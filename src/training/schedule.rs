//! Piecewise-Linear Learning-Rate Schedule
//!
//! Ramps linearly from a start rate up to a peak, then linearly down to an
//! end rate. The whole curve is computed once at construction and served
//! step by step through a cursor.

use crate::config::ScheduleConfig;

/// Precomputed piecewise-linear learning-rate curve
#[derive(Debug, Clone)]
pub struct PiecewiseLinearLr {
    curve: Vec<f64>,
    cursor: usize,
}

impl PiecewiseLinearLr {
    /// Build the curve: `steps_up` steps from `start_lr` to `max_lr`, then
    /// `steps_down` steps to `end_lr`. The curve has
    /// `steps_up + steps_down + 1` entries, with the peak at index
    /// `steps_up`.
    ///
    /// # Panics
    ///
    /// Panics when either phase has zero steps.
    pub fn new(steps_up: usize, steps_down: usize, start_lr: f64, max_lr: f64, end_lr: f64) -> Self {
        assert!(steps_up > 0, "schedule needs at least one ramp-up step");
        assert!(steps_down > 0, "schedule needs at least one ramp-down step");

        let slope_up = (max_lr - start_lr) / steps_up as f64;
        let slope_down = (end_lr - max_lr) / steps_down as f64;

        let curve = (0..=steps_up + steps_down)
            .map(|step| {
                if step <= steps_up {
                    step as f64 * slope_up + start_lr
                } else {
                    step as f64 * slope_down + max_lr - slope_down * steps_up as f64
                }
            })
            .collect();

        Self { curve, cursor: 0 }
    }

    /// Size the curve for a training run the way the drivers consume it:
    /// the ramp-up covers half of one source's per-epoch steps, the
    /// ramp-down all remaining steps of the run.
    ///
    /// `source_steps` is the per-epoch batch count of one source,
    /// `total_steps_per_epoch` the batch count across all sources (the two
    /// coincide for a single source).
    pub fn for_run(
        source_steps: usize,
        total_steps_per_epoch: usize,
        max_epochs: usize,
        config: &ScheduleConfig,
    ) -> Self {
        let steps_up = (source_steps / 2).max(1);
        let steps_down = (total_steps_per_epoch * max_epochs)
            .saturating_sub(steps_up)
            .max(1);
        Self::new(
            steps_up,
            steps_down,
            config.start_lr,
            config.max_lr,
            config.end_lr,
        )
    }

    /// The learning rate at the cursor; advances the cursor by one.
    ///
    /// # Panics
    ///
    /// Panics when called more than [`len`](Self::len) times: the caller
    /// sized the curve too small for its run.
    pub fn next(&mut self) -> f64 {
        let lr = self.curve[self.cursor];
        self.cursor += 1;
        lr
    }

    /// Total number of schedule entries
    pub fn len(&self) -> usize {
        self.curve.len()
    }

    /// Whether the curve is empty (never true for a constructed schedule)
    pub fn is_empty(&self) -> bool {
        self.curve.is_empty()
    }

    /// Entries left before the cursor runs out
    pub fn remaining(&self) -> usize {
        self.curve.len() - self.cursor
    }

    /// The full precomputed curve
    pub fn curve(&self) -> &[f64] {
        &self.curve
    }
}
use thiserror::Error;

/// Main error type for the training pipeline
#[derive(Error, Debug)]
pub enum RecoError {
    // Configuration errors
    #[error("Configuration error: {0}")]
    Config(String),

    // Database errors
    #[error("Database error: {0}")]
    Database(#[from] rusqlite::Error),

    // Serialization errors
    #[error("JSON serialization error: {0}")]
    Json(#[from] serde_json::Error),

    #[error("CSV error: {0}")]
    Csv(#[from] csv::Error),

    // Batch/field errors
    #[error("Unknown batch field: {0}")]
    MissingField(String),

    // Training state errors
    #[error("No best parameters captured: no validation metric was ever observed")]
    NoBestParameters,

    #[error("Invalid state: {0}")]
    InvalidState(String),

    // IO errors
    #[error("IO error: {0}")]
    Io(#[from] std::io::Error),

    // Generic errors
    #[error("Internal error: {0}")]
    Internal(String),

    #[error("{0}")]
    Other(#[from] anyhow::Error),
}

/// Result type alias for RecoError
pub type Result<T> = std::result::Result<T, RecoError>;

━━━━━━━━━━━━━━━━━━━━━━━━━━━━━━

YOUR ASSIGNMENT ::
What is needed here is an exact transcription of the records above.

EXERCISE SOLUTION ::
filename src/training/schedule.rs
//! Piecewise-Linear Learning-Rate Schedule
//!
//! Ramps linearly from a start rate up to a peak, then linearly down to an
//! end rate. The whole curve is computed once at construction and served
//! step by step through a cursor.

use crate::config::ScheduleConfig;

/// Precomputed piecewise-linear learning-rate curve
#[derive(Debug, Clone)]
pub struct PiecewiseLinearLr {
    curve: Vec<f64>,
    cursor: usize,
}

impl PiecewiseLinearLr {
    /// Build the curve: `steps_up` steps from `start_lr` to `max_lr`, then
    /// `steps_down` steps to `end_lr`. The curve has
    /// `steps_up + steps_down + 1` entries, with the peak at index
    /// `steps_up`.
    ///
    /// # Panics
    ///
    /// Panics when either phase has zero steps.
    pub fn new(steps_up: usize, steps_down: usize, start_lr: f64, max_lr: f64, end_lr: f64) -> Self {
        assert!(steps_up > 0, "schedule needs at least one ramp-up step");
        assert!(steps_down > 0, "schedule needs at least one ramp-down step");

        let slope_up = (max_lr - start_lr) / steps_up as f64;
        let slope_down = (end_lr - max_lr) / steps_down as f64;

        let curve = (0..=steps_up + steps_down)
            .map(|step| {
                if step <= steps_up {
                    step as f64 * slope_up + start_lr
                } else {
                    step as f64 * slope_down + max_lr - slope_down * steps_up as f64
                }
            })
            .collect();

        Self { curve, cursor: 0 }
    }

    /// Size the curve for a training run the way the drivers consume it:
    /// the ramp-up covers half of one source's per-epoch steps, the
    /// ramp-down all remaining steps of the run.
    ///
    /// `source_steps` is the per-epoch batch count of one source,
    /// `total_steps_per_epoch` the batch count across all sources (the two
    /// coincide for a single source).
    pub fn for_run(
        source_steps: usize,
        total_steps_per_epoch: usize,
        max_epochs: usize,
        config: &ScheduleConfig,
    ) -> Self {
        let steps_up = (source_steps / 2).max(1);
        let steps_down = (total_steps_per_epoch * max_epochs)
            .saturating_sub(steps_up)
            .max(1);
        Self::new(
            steps_up,
            steps_down,
            config.start_lr,
            config.max_lr,
            config.end_lr,
        )
    }

    /// The learning rate at the cursor; advances the cursor by one.
    ///
    /// # Panics
    ///
    /// Panics when called more than [`len`](Self::len) times: the caller
    /// sized the curve too small for its run.
    pub fn next(&mut self) -> f64 {
        let lr = self.curve[self.cursor];
        self.cursor += 1;
        lr
    }

    /// Total number of schedule entries
    pub fn len(&self) -> usize {
        self.curve.len()
    }

    /// Whether the curve is empty (never true for a constructed schedule)
    pub fn is_empty(&self) -> bool {
        self.curve.is_empty()
    }

    /// Entries left before the cursor runs out
    pub fn remaining(&self) -> usize {
        self.curve.len() - self.cursor
    }

    /// The full precomputed curve
    pub fn curve(&self) -> &[f64] {
        &self.curve
    }
}
use thiserror::Error;

/// Main error type for the training pipeline
#[derive(Error, Debug)]
pub enum RecoError {
    // Configuration errors
    #[error("Configuration error: {0}")]
    Config(String),

    // Database errors
    #[error("Database error: {0}")]
    Database(#[from] rusqlite::Error),

    // Serialization errors
    #[error("JSON serialization error: {0}")]
    Json(#[from] serde_json::Error),

    #[error("CSV error: {0}")]
    Csv(#[from] csv::Error),

    // Batch/field errors
    #[error("Unknown batch field: {0}")]
    MissingField(String),

    // Training state errors
    #[error("No best parameters captured: no validation metric was ever observed")]
    NoBestParameters,

    #[error("Invalid state: {0}")]
    InvalidState(String),

    // IO errors
    #[error("IO error: {0}")]
    Io(#[from] std::io::Error),

    // Generic errors
    #[error("Internal error: {0}")]
    Internal(String),

    #[error("{0}")]
    Other(#[from] anyhow::Error),
}

/// Result type alias for RecoError
pub type Result<T> = std::result::Result<T, RecoError>;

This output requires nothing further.